### [DATA EXTRACT]
──────────────────────────────

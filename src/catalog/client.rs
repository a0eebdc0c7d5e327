//! HTTP client for the memegen-compatible template service.
//!
//! The service lists templates at `GET /templates` and renders text onto a
//! template at `GET /images/{id}/{line1}/{line2}.png?font=..&size=..`.

use async_trait::async_trait;
use std::time::Duration;
use tracing::debug;
use url::Url;

use crate::error::MemeError;
use crate::overlay::{FontFamily, style::DEFAULT_TEXT_SIZE};

use super::TemplateDescriptor;

/// Everything the template service needs to render a template with text.
#[derive(Debug, Clone, PartialEq)]
pub struct TemplateRenderRequest {
    pub template_id: String,
    /// Trimmed, non-empty lines in slot order.
    pub lines: Vec<String>,
    /// Slot count, used for placeholders when `lines` is empty.
    pub slot_count: usize,
    pub font: FontFamily,
    pub size: u32,
}

/// `base` with `segments` appended to its path, keeping any path prefix
/// whether or not it ends in a slash.
fn endpoint<I>(base: &Url, segments: I) -> Result<Url, MemeError>
where
    I: IntoIterator,
    I::Item: AsRef<str>,
{
    let mut url = base.clone();
    url.path_segments_mut()
        .map_err(|_| MemeError::Load(format!("Template service URL cannot be a base: {}", base)))?
        .pop_if_empty()
        .extend(segments);
    Ok(url)
}

impl TemplateRenderRequest {
    /// Build the render URL relative to the service base URL.
    ///
    /// Font and size are only sent when they differ from the service defaults.
    pub fn url(&self, base: &Url) -> Result<Url, MemeError> {
        let mut segments: Vec<String> = if self.lines.is_empty() {
            vec!["_".to_string(); self.slot_count.max(1)]
        } else {
            self.lines.clone()
        };
        if let Some(last) = segments.last_mut() {
            last.push_str(".png");
        }

        let path = ["images", self.template_id.as_str()]
            .into_iter()
            .chain(segments.iter().map(String::as_str));
        let mut url = endpoint(base, path)?;

        let mut params = Vec::new();
        if self.font != FontFamily::Impact {
            params.push(("font", self.font.name().to_string()));
        }
        if self.size != DEFAULT_TEXT_SIZE {
            params.push(("size", self.size.to_string()));
        }
        if !params.is_empty() {
            url.query_pairs_mut().extend_pairs(params);
        }

        Ok(url)
    }
}

/// The external template-serving collaborator.
#[async_trait]
pub trait TemplateService: Send + Sync {
    /// Fetch every available template.
    async fn list_templates(&self) -> Result<Vec<TemplateDescriptor>, MemeError>;

    /// Render a template with text baked in; returns encoded image bytes.
    async fn render(&self, request: &TemplateRenderRequest) -> Result<Vec<u8>, MemeError>;
}

/// `reqwest`-backed [`TemplateService`].
pub struct MemegenClient {
    http: reqwest::Client,
    base_url: Url,
}

impl MemegenClient {
    pub fn new(base_url: &str, timeout: Duration) -> Result<Self, MemeError> {
        let base_url = Url::parse(base_url)
            .map_err(|e| MemeError::Load(format!("Invalid template service URL '{}': {}", base_url, e)))?;
        let http = reqwest::Client::builder()
            .user_agent(concat!("tankmeme/", env!("CARGO_PKG_VERSION")))
            .timeout(timeout)
            .build()?;
        Ok(Self { http, base_url })
    }

    async fn get_bytes(&self, url: Url) -> Result<Vec<u8>, MemeError> {
        let response = self
            .http
            .get(url.clone())
            .send()
            .await
            .map_err(|e| MemeError::Load(format!("Failed to fetch {}: {}", url, e)))?;
        if !response.status().is_success() {
            return Err(MemeError::Load(format!(
                "Failed to fetch {}: HTTP {}",
                url,
                response.status()
            )));
        }
        let bytes = response
            .bytes()
            .await
            .map_err(|e| MemeError::Load(format!("Failed to read response from {}: {}", url, e)))?;
        Ok(bytes.to_vec())
    }
}

#[async_trait]
impl TemplateService for MemegenClient {
    async fn list_templates(&self) -> Result<Vec<TemplateDescriptor>, MemeError> {
        let url = endpoint(&self.base_url, ["templates"])?;
        let body = self.get_bytes(url).await?;
        serde_json::from_slice(&body).map_err(|e| MemeError::Load(format!("Malformed template list: {}", e)))
    }

    async fn render(&self, request: &TemplateRenderRequest) -> Result<Vec<u8>, MemeError> {
        let url = request.url(&self.base_url)?;
        debug!(target: "catalog", "Rendering template via {}", url);
        self.get_bytes(url).await
    }
}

──────────────────────────────

### [WHAT THE TASK ASKS]
Respond with the count of lines above holding the string "endpoint", and leave out everything else.

### [REPLY TO THE EXERCISE]
3